*** Block opens ***

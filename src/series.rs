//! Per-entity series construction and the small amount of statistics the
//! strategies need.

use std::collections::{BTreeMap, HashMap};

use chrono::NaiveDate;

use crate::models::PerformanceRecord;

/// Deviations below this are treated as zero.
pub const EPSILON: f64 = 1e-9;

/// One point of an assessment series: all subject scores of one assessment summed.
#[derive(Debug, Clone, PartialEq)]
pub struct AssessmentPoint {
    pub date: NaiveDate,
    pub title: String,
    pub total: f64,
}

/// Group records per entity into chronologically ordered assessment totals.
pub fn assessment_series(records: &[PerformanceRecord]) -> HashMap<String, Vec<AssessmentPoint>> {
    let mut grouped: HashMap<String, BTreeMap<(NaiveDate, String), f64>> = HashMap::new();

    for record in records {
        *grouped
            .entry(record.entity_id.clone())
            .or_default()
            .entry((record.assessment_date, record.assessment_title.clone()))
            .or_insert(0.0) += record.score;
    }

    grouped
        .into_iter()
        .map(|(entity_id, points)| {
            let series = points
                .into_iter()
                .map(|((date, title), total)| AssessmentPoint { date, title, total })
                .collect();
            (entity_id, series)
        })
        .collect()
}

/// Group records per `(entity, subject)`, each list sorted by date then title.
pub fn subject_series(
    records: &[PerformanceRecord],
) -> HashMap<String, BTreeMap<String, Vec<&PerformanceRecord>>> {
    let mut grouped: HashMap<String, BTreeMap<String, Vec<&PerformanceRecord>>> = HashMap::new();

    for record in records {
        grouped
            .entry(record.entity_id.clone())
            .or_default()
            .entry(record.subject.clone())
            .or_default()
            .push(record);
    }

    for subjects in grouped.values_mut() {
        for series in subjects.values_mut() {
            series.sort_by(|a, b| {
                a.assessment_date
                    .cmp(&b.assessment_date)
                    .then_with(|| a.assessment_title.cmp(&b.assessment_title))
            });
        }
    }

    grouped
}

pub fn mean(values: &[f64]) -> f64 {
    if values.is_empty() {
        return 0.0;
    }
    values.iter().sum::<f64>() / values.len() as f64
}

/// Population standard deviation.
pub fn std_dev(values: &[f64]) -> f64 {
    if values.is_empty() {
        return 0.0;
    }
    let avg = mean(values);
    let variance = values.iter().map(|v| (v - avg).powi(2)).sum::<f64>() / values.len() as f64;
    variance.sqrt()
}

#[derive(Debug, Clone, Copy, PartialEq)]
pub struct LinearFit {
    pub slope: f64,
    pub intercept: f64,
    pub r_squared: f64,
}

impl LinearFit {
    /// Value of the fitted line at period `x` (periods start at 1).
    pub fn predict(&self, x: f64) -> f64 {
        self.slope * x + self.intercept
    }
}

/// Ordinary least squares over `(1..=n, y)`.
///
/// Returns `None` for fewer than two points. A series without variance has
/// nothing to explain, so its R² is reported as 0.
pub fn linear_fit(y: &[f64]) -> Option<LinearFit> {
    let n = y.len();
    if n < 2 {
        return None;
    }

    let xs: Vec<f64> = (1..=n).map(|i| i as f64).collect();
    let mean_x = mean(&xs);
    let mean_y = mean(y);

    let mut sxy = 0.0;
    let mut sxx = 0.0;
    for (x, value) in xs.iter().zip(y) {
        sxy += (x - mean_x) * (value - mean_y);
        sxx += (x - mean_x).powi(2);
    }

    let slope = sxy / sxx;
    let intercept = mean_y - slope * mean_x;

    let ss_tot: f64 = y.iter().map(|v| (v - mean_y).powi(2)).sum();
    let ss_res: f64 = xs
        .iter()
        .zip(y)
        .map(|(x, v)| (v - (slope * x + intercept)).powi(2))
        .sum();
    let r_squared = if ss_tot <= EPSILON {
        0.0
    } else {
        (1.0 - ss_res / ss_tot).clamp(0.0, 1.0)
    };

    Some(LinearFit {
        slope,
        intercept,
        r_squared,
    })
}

*** Block closes ***

• **Work to complete**
There is a line above that contains "values.iter().sum::<f64>() / values.len()". Copy it and all later lines through the last, exactly, and leave out the rest.

• **Result of this exercise**
    values.iter().sum::<f64>() / values.len() as f64
}

/// Population standard deviation.
pub fn std_dev(values: &[f64]) -> f64 {
    if values.is_empty() {
        return 0.0;
    }
    let avg = mean(values);
    let variance = values.iter().map(|v| (v - avg).powi(2)).sum::<f64>() / values.len() as f64;
    variance.sqrt()
}

#[derive(Debug, Clone, Copy, PartialEq)]
pub struct LinearFit {
    pub slope: f64,
    pub intercept: f64,
    pub r_squared: f64,
}

impl LinearFit {
    /// Value of the fitted line at period `x` (periods start at 1).
    pub fn predict(&self, x: f64) -> f64 {
        self.slope * x + self.intercept
    }
}

/// Ordinary least squares over `(1..=n, y)`.
///
/// Returns `None` for fewer than two points. A series without variance has
/// nothing to explain, so its R² is reported as 0.
pub fn linear_fit(y: &[f64]) -> Option<LinearFit> {
    let n = y.len();
    if n < 2 {
        return None;
    }

    let xs: Vec<f64> = (1..=n).map(|i| i as f64).collect();
    let mean_x = mean(&xs);
    let mean_y = mean(y);

    let mut sxy = 0.0;
    let mut sxx = 0.0;
    for (x, value) in xs.iter().zip(y) {
        sxy += (x - mean_x) * (value - mean_y);
        sxx += (x - mean_x).powi(2);
    }

    let slope = sxy / sxx;
    let intercept = mean_y - slope * mean_x;

    let ss_tot: f64 = y.iter().map(|v| (v - mean_y).powi(2)).sum();
    let ss_res: f64 = xs
        .iter()
        .zip(y)
        .map(|(x, v)| (v - (slope * x + intercept)).powi(2))
        .sum();
    let r_squared = if ss_tot <= EPSILON {
        0.0
    } else {
        (1.0 - ss_res / ss_tot).clamp(0.0, 1.0)
    };

    Some(LinearFit {
        slope,
        intercept,
        r_squared,
    })
}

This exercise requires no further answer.